» Task instructions: Beginning at the top of the listing, repeat each line exactly until the line with "Vertical cell count" has been repeated too.

» Extracted information:
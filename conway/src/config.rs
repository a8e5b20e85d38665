//! Game configuration and its properties-file loader.

use std::fs;
use std::path::Path;
use std::str::FromStr;

use tracing::debug;

use crate::error::{Error, Result};

pub const KEY_HCELLS: &str = "panel.hcells";
pub const KEY_VCELLS: &str = "panel.vcells";
pub const KEY_CELL: &str = "panel.cell";
pub const KEY_DELAY: &str = "delay.millis";

/// Everything needed to build a board and drive it.
#[derive(Debug, Clone, Copy, PartialEq, Eq)]
pub struct GameConfig {
    /// Horizontal cell count
    pub hcells: usize,
    /// Vertical cell count
    pub vcells: usize,
    /// Cell edge in pixels
    pub cell: u32,
    /// Delay between generations while playing
    pub delay_millis: u64,
}

impl Default for GameConfig {
    fn default() -> Self {
        Self {
            hcells: 50,
            vcells: 50,
            cell: 15,
            delay_millis: 100,
        }
    }
}

impl GameConfig {
    /// Read and parse a properties file.
    pub fn load(path: impl AsRef<Path>) -> Result<Self> {
        let path = path.as_ref();
        debug!("Loading configuration from {}", path.display());
        let text = fs::read_to_string(path)?;
        Self::from_properties(&text)
    }

    /// Parse `key=value` / `key: value` lines. Missing keys keep their defaults,
    /// unknown keys are ignored.
    pub fn from_properties(text: &str) -> Result<Self> {
        let mut config = Self::default();

        for (key, value) in properties(text) {
            match key {
                KEY_HCELLS => config.hcells = parse_value(key, value)?,
                KEY_VCELLS => config.vcells = parse_value(key, value)?,
                KEY_CELL   => config.cell = parse_value(key, value)?,
                KEY_DELAY  => config.delay_millis = parse_value(key, value)?,
                _ => debug!("Ignoring unknown configuration key '{}'", key),
            }
        }

        config.validate()?;
        Ok(config)
    }

    pub fn validate(&self) -> Result<()> {
        if self.hcells == 0 {
            return Err(Error::InvalidDimension { name: KEY_HCELLS });
        }
        if self.vcells == 0 {
            return Err(Error::InvalidDimension { name: KEY_VCELLS });
        }
        if self.cell == 0 {
            return Err(Error::InvalidDimension { name: KEY_CELL });
        }
        if pixel_extent(self.hcells, self.cell).is_none() {
            return Err(Error::TooLarge { name: KEY_HCELLS });
        }
        if pixel_extent(self.vcells, self.cell).is_none() {
            return Err(Error::TooLarge { name: KEY_VCELLS });
        }
        Ok(())
    }

    /// Grid size in pixels, margins excluded. Saturates on configs that fail `validate`.
    pub fn pixel_size(&self) -> (u32, u32) {
        (
            pixel_extent(self.hcells, self.cell).unwrap_or(u32::MAX),
            pixel_extent(self.vcells, self.cell).unwrap_or(u32::MAX),
        )
    }
}

/// `cells * cell` in pixels, `None` when it does not fit in a `u32`.
pub(crate) fn pixel_extent(cells: usize, cell: u32) -> Option<u32> {
    u32::try_from(cells).ok()?.checked_mul(cell)
}

fn properties(text: &str) -> impl Iterator<Item = (&str, &str)> {
    text.lines()
        .map(str::trim)
        .filter(|line| !line.is_empty() && !line.starts_with('#') && !line.starts_with('!'))
        .map(|line| match line.find(['=', ':']) {
            Some(at) => (line[..at].trim_end(), line[at + 1..].trim_start()),
            None => (line, ""),
        })
}

fn parse_value<T: FromStr>(key: &str, value: &str) -> Result<T> {
    value.parse().map_err(|_| Error::InvalidValue {
        key: key.to_string(),
        value: value.to_string(),
    })
}

#[cfg(test)]
mod tests {
    use super::*;

    #[test]
    fn test_default_config() {
        let config = GameConfig::default();
        assert_eq!(config.hcells, 50);
        assert_eq!(config.vcells, 50);
        assert_eq!(config.pixel_size(), (750, 750));
        assert!(config.validate().is_ok());
    }

    #[test]
    fn test_from_properties() {
        let text = "\
# board layout
panel.hcells=40
panel.vcells = 30
! legacy comment
panel.cell: 10

delay.millis=250
window.title=ignored
";
        let config = GameConfig::from_properties(text).unwrap();
        assert_eq!(config, GameConfig { hcells: 40, vcells: 30, cell: 10, delay_millis: 250 });
    }

    #[test]
    fn test_missing_keys_use_defaults() {
        let config = GameConfig::from_properties("panel.cell=8\n").unwrap();
        assert_eq!(config.cell, 8);
        assert_eq!(config.hcells, GameConfig::default().hcells);
        assert_eq!(config.delay_millis, GameConfig::default().delay_millis);
    }

    #[test]
    fn test_invalid_number() {
        let err = GameConfig::from_properties("panel.hcells=lots\n").unwrap_err();
        match err {
            Error::InvalidValue { key, value } => {
                assert_eq!(key, KEY_HCELLS);
                assert_eq!(value, "lots");
            }
            other => panic!("unexpected error: {other}"),
        }
    }

    #[test]
    fn test_zero_dimension_rejected() {
        let err = GameConfig::from_properties("panel.vcells=0\n").unwrap_err();
        assert!(matches!(err, Error::InvalidDimension { name: KEY_VCELLS }));
    }

    #[test]
    fn test_oversized_board_rejected() {
        let err = GameConfig::from_properties("panel.hcells=1000\npanel.cell=5000000\n").unwrap_err();
        assert!(matches!(err, Error::TooLarge { name: KEY_HCELLS }));

        let config = GameConfig { vcells: usize::MAX, ..GameConfig::default() };
        assert!(matches!(config.validate(), Err(Error::TooLarge { name: KEY_VCELLS })));
        assert_eq!(config.pixel_size().1, u32::MAX);
    }

    #[test]
    fn test_bundled_properties() {
        let config = GameConfig::from_properties(include_str!("../../config.properties")).unwrap();
        assert_eq!(config, GameConfig { hcells: 50, vcells: 40, cell: 15, delay_millis: 100 });
    }

    #[test]
    fn test_load_from_file() {
        let path = std::env::temp_dir().join(format!("conway-config-{}.properties", std::process::id()));
        fs::write(&path, "panel.hcells=12\npanel.vcells=9\n").unwrap();

        let config = GameConfig::load(&path).unwrap();
        fs::remove_file(&path).unwrap();

        assert_eq!((config.hcells, config.vcells), (12, 9));
    }

    #[test]
    fn test_load_missing_file() {
        let err = GameConfig::load("/definitely/not/here.properties").unwrap_err();
        assert!(matches!(err, Error::Io(_)));
    }
}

» Task solution:
filename conway/src/config.rs
repository a8e5b20e85d38665
//! Game configuration and its properties-file loader.

use std::fs;
use std::path::Path;
use std::str::FromStr;

use tracing::debug;

use crate::error::{Error, Result};

pub const KEY_HCELLS: &str = "panel.hcells";
pub const KEY_VCELLS: &str = "panel.vcells";
pub const KEY_CELL: &str = "panel.cell";
pub const KEY_DELAY: &str = "delay.millis";

/// Everything needed to build a board and drive it.
#[derive(Debug, Clone, Copy, PartialEq, Eq)]
pub struct GameConfig {
    /// Horizontal cell count
    pub hcells: usize,
    /// Vertical cell count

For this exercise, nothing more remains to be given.